Feedback? I'm freaking out about this, as I'm sure everyone else in my class is as well!

that is how most schools are, they have to take measures to ensure that people wont cheat. and people will cheat if you give them a chance. dont worry about the cummulative final, nobody did where i was at. if you do good on all your other tests than you shouldn't have a problem. get used to it though, nursing school is full of things that you nay find "unfair". they are just trying to make us competent nurses, able to function out there in the real world. and no one said this was going to be easy, right?

Specializes in Family Nurse Practitioner.
We have to comein, put everything in the front of the room and sit down with our pencil and calculator provided by the school (we are not allowed to use any other calculator).

The test is taken and grades are posted at the end of the next class. We are able to write a question to the instructor regarding a question we got wrong. The teach can then write back and explain why the question was wrong.

That's it.

We do have a point deduction policy if you don't take tests as scheduled. If you are absent you have to take it the next time you come in or it's 10 points off. If you are late you can take it in the remaining time (all tests are 1 hour long) or take it at the end of class. If you don't take it that day you again take a 10 point deduction and it sounds like any other missed tests get an automatic deduction after that.
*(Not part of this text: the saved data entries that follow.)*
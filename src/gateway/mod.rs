//! Gateway clients for the two REST backends
//!
//! The wizard talks to an external payment gateway (inquiry, paymentVA) and
//! an internal ledger gateway (fund transfer, balance). Both sit behind
//! traits so the step flows can be exercised against fakes.

pub mod http;

use crate::error::TellerResult;
use crate::models::{
    FundTransferRequest, InquiryRequest, InquiryResponse, PaymentVaRequest, ResponseStatus,
};

pub use http::{HttpExternalGateway, HttpInternalGateway};

/// The external payment gateway
pub trait ExternalGateway {
    /// Obtain a bearer token for subsequent calls
    fn authenticate(&self) -> TellerResult<String>;

    /// Look up a virtual account's payable amount and metadata
    fn inquiry(&self, request: &InquiryRequest, token: &str) -> TellerResult<InquiryResponse>;

    /// Settle a virtual account. Answers with the full inquiry-shaped
    /// payload, which callers commit to both response records.
    fn payment_va(&self, request: &PaymentVaRequest, token: &str)
        -> TellerResult<InquiryResponse>;
}

/// The internal ledger gateway
pub trait InternalGateway {
    /// Obtain a bearer token for subsequent calls
    fn authenticate(&self) -> TellerResult<String>;

    /// Collect the fee via an internal ledger transfer
    fn fund_transfer(
        &self,
        request: &FundTransferRequest,
        token: &str,
    ) -> TellerResult<ResponseStatus>;

    /// Current balance of a source account, for the receipt screen
    fn balance(&self, account: &str, token: &str) -> TellerResult<ResponseStatus>;
}
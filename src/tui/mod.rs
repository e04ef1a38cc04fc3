//! Terminal user interface
//!
//! A ratatui wizard: one screen per step, driven by a crossterm event loop.
//! All wizard state lives in the [`WizardStore`](crate::store::WizardStore)
//! owned by [`App`]; the views only read it and the handler only mutates it
//! through the store's action methods and the flow functions.

pub mod app;
pub mod event;
pub mod handler;
pub mod terminal;

// Views
pub mod views;

// Widgets
pub mod widgets;

pub use app::App;
pub use terminal::run_tui;
//! Request payloads
//!
//! Defaults mirror the gateway protocol's seeded sentinels: `"0"` for
//! unfilled codes and fixed STAN/RRN starting values.

use chrono::Utc;
use serde::{Deserialize, Serialize};

/// Virtual-account inquiry request (external gateway)
#[derive(Debug, Clone, PartialEq, Eq, Serialize, Deserialize)]
#[serde(rename_all = "camelCase")]
pub struct InquiryRequest {
    #[serde(rename = "nomorVA")]
    pub nomor_va: String,
    pub nomor_identitas: String,
    pub kode_instansi: String,
    pub kode_produk: String,
    pub kode_kantor_tx: String,
    pub kode_bank: String,
    pub stan: String,
    pub rrn: String,
}

impl Default for InquiryRequest {
    fn default() -> Self {
        Self {
            nomor_va: String::new(),
            nomor_identitas: String::new(),
            kode_instansi: "0".to_string(),
            kode_produk: "0".to_string(),
            kode_kantor_tx: "0".to_string(),
            kode_bank: "0".to_string(),
            stan: "210595".to_string(),
            rrn: "110480000001".to_string(),
        }
    }
}

/// Virtual-account payment request (external gateway)
#[derive(Debug, Clone, PartialEq, Eq, Serialize, Deserialize)]
#[serde(rename_all = "camelCase")]
pub struct PaymentVaRequest {
    #[serde(rename = "nomorVA")]
    pub nomor_va: String,
    #[serde(rename = "nominalVA")]
    pub nominal_va: String,
    pub kode_transaksi: String,
    pub kode_kantor_tx: String,
    pub kode_bank: String,
    pub stan: String,
    pub rrn: String,
}

impl Default for PaymentVaRequest {
    fn default() -> Self {
        Self {
            nomor_va: String::new(),
            nominal_va: String::new(),
            kode_transaksi: "0".to_string(),
            kode_kantor_tx: "K".to_string(),
            kode_bank: "0".to_string(),
            stan: "210595".to_string(),
            rrn: "110480000001".to_string(),
        }
    }
}

/// Fee collection transfer on the internal ledger, issued after a
/// successful VA payment
#[derive(Debug, Clone, PartialEq, Eq, Serialize, Deserialize)]
#[serde(rename_all = "camelCase")]
pub struct FundTransferRequest {
    pub trans_date_time: String,
    pub from_account: String,
    pub nominal: String,
    #[serde(rename = "nomorVA")]
    pub nomor_va: String,
    pub keterangan: String,
    pub stan: String,
    pub rrn: String,
}

impl Default for FundTransferRequest {
    fn default() -> Self {
        Self {
            trans_date_time: Utc::now().timestamp_millis().to_string(),
            from_account: String::new(),
            nominal: String::new(),
            nomor_va: String::new(),
            keterangan: "pembayaran".to_string(),
            stan: "010595".to_string(),
            rrn: "010480000001".to_string(),
        }
    }
}

/// Credentials body for the /auth endpoints
#[derive(Debug, Clone, Serialize, Deserialize)]
pub struct AuthRequest {
    pub username: String,
    pub password: String,
}
//! Event pump for the TUI
//!
//! Terminal events (key presses, resize) are read on a dedicated thread with
//! a tick timeout and forwarded over a channel, so the main loop can block on
//! `recv` without polling.

use crossterm::event::{self, Event as CrosstermEvent, KeyEvent, KeyEventKind};
use std::sync::mpsc;
use std::thread;
use std::time::{Duration, Instant};

/// Terminal events
#[derive(Debug, Clone)]
pub enum Event {
    /// Key press event
    Key(KeyEvent),
    /// Terminal resize
    Resize(u16, u16),
    /// Tick event for periodic redraws
    Tick,
}

/// Event handler for terminal events
pub struct EventHandler {
    receiver: mpsc::Receiver<Event>,
    #[allow(dead_code)]
    handler: thread::JoinHandle<()>,
}

impl EventHandler {
    /// Create a new event handler with the specified tick rate
    pub fn new(tick_rate: Duration) -> Self {
        let (sender, receiver) = mpsc::channel();
        let handler = thread::spawn(move || {
            let mut last_tick = Instant::now();
            loop {
                let timeout = tick_rate
                    .checked_sub(last_tick.elapsed())
                    .unwrap_or(Duration::ZERO);

                match event::poll(timeout) {
                    Ok(true) => match event::read() {
                        // Repeat/release events would double-type on Windows
                        Ok(CrosstermEvent::Key(key)) if key.kind == KeyEventKind::Press => {
                            if sender.send(Event::Key(key)).is_err() {
                                return;
                            }
                        }
                        Ok(CrosstermEvent::Resize(width, height)) => {
                            if sender.send(Event::Resize(width, height)).is_err() {
                                return;
                            }
                        }
                        Ok(_) => {}
                        Err(_) => return,
                    },
                    Ok(false) => {}
                    Err(_) => return,
                }

                if last_tick.elapsed() >= tick_rate {
                    if sender.send(Event::Tick).is_err() {
                        return;
                    }
                    last_tick = Instant::now();
                }
            }
        });

        Self { receiver, handler }
    }

    /// Get the next event (blocking)
    pub fn next(&self) -> Result<Event, mpsc::RecvError> {
        self.receiver.recv()
    }
}

impl Default for EventHandler {
    fn default() -> Self {
        Self::new(Duration::from_millis(250))
    }
}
This sounds like a great overall policy to me. Cheating was a problem with a select few in my class mostly enabled by the lack of any incentive to take the exam when scheduled. It was the same exam with no penalty for people that missed it the first exam so this group just rotated the people absent and clued them in on the tricky questions.

At first it bothered me that we couldn't keep our exams to study from but the professor would give the answer to each question, no debate or comments allowed. Apparently they use the same ones year after year, which I think is kind of lame, but I got used to it and since I usually only got a handful of problems wrong once I heard the correct answer in the review I could memorize it and it stuck with me.

Specializes in Intermediate Care/Telemetry Unit.

We are allowed to see our exams after the grades our posted. We review the material and then our tests are destroyed. While testing we only get one minute per question. Our bags, etc have to be on the floor--no books, etc on the table.

:monkeydance:

Specializes in PICU, ICU, Transplant, Trauma, Surgical.

Thanks yall for all of your feedback. :monkeydance: I have calmed down a bit about this and accepted that its the way it is, too bad so sad. I understand though that our instructors are working towards getting up to ultimately pass NCLEX and everything from here on out goes towards that. I have my first Clinical exam (not skill test-out, just written exam, its like 10 qs.) next Tues, so until then I am left wondering.

I can understand how they would have procedures in place to help prevent cheating again. I was in a program where they were strict. However, what they did was that you could set an appointment up with the prof and she/he would allow you while in the office with you to review your questions. If you had to ask a question to id where your train of thought went wrong, they would help you...however you were not allowed to do any writing of any kind and it was a supervised review. Unfortunately when you are in a larger class...it kinda gets crazy and they have to make just as elaborate schemes to prevent problems!

At our school we had to have everything in the floor and closed during the test. As soon as you were finished put the test and answer sheet into a box and left the room for the alloted amount of time. After the test was graded if over half the class missed a question the instructor would come back in and go over that specific question and it would be thrown out for that test but would be fair game on the final and the same question would not be thrown out for a test and the final. We were allowed to go to the instructors office and review our tests but nothing could be written down in that room. One way we found out to get around this though that our school did not consider cheating was when we left the room after the test everyone would highlight in their notes specific areas that they remembered being on the test. Then before the cumulative final we would have a review session and compare what every one had highlighted. Then someone in the class would write up a study guide using everyones compliled information.